WORK REQUIRED:
In the data below, find each line carrying the string "CliArguments" and copy it out.

DATA SHOWN:
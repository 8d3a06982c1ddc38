//! Property-based tests for idempotence, fallback and precedence guarantees

use proptest::prelude::*;
use serde_json::json;
use serveconf::resolver::resolve_port;
use serveconf::{BuildConfiguration, CliArguments, CliValue, Resolver, ResolverContext};

fn resolver() -> Resolver {
    Resolver::new(ResolverContext::with_default_port(8080)).with_base_dir("/work/site")
}

fn cli_value() -> impl Strategy<Value = CliValue> {
    prop_oneof![
        any::<bool>().prop_map(CliValue::Bool),
        (0i64..70_000).prop_map(CliValue::Int),
        "[a-z0-9./:,]{0,12}".prop_map(CliValue::Text),
        prop::collection::vec("[a-z]{1,6}", 0..3).prop_map(CliValue::List),
    ]
}

fn arg_name() -> impl Strategy<Value = String> {
    prop_oneof![
        Just("host".to_string()),
        Just("allowedHosts".to_string()),
        Just("open".to_string()),
        Just("openPage".to_string()),
        Just("color".to_string()),
        Just("contentBase".to_string()),
        Just("port".to_string()),
        Just("hot".to_string()),
        Just("hotOnly".to_string()),
        Just("info".to_string()),
        Just("quiet".to_string()),
        Just("compress".to_string()),
        "[a-z]{3,8}",
    ]
}

fn cli_arguments() -> impl Strategy<Value = CliArguments> {
    prop::collection::vec((arg_name(), cli_value()), 0..8)
        .prop_map(|pairs| pairs.into_iter().collect())
}

fn build_json() -> impl Strategy<Value = serde_json::Value> {
    (
        prop::option::of(1u16..=u16::MAX),
        prop::option::of(any::<bool>()),
        prop::option::of("[a-z/]{0,8}"),
        any::<bool>(),
    )
        .prop_map(|(port, hot, public_path, compress)| {
            let mut dev_server = serde_json::Map::new();
            if let Some(port) = port {
                dev_server.insert("port".to_string(), json!(port));
            }
            if let Some(hot) = hot {
                dev_server.insert("hot".to_string(), json!(hot));
            }
            if compress {
                dev_server.insert("compress".to_string(), json!(false));
            }
            let mut build = json!({ "devServer": dev_server });
            if let Some(public_path) = public_path {
                build["output"] = json!({ "publicPath": public_path });
            }
            build
        })
}

proptest! {
    #[test]
    fn merge_is_idempotent(build in build_json(), args in cli_arguments()) {
        let mut first: BuildConfiguration = serde_json::from_value(build.clone()).unwrap();
        let mut second: BuildConfiguration = serde_json::from_value(build).unwrap();

        let a = resolver().merge(&mut first, &args);
        let b = resolver().merge(&mut second, &args);

        prop_assert_eq!(a, b);
        prop_assert_eq!(first, second);
    }

    #[test]
    fn undeclared_unknown_arguments_never_appear(
        name in "[a-z]{3,8}",
        value in cli_value(),
    ) {
        prop_assume!(serveconf::ArgKey::from_name(&name) == serveconf::ArgKey::Passthrough);
        prop_assume!(!["filename", "stats"].contains(&name.as_str()));

        let mut build: BuildConfiguration = serde_json::from_value(json!({})).unwrap();
        let args = CliArguments::new().with(name.clone(), value);
        let options = resolver().merge(&mut build, &args).into_options();

        let wire = serde_json::to_value(&options).unwrap();
        prop_assert!(wire.get(&name).is_none());
    }

    #[test]
    fn configured_hot_always_wins(configured in any::<bool>(), cli in any::<bool>()) {
        let mut build: BuildConfiguration =
            serde_json::from_value(json!({"devServer": {"hot": configured}})).unwrap();
        let args = CliArguments::new().with("hot", cli);
        let options = resolver().merge(&mut build, &args).into_options();
        prop_assert_eq!(options.hot, Some(configured));
    }

    #[test]
    fn port_precedence(arg in prop::option::of(1u16..=u16::MAX), opt in prop::option::of(1u16..=u16::MAX), default in 1u16..=u16::MAX) {
        let resolved = resolve_port(arg, opt, default);
        if arg == Some(default) {
            prop_assert_eq!(resolved, opt.or(arg));
        } else if arg.is_some() {
            prop_assert_eq!(resolved, arg);
        } else {
            prop_assert_eq!(resolved, opt);
        }
    }

    #[test]
    fn stats_always_carries_cache_flags(args in cli_arguments()) {
        let mut build: BuildConfiguration = serde_json::from_value(json!({})).unwrap();
        let options = resolver().merge(&mut build, &args).into_options();
        let stats = serde_json::to_value(&options.stats).unwrap();
        if !stats.is_boolean() {
            prop_assert!(stats["cached"].is_boolean());
            prop_assert!(stats["cachedAssets"].is_boolean());
        }
    }
}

ANSWER SECTION:
use serveconf::{BuildConfiguration, CliArguments, CliValue, Resolver, ResolverContext};
fn cli_arguments() -> impl Strategy<Value = CliArguments> {
        let args = CliArguments::new().with(name.clone(), value);
        let args = CliArguments::new().with("hot", cli);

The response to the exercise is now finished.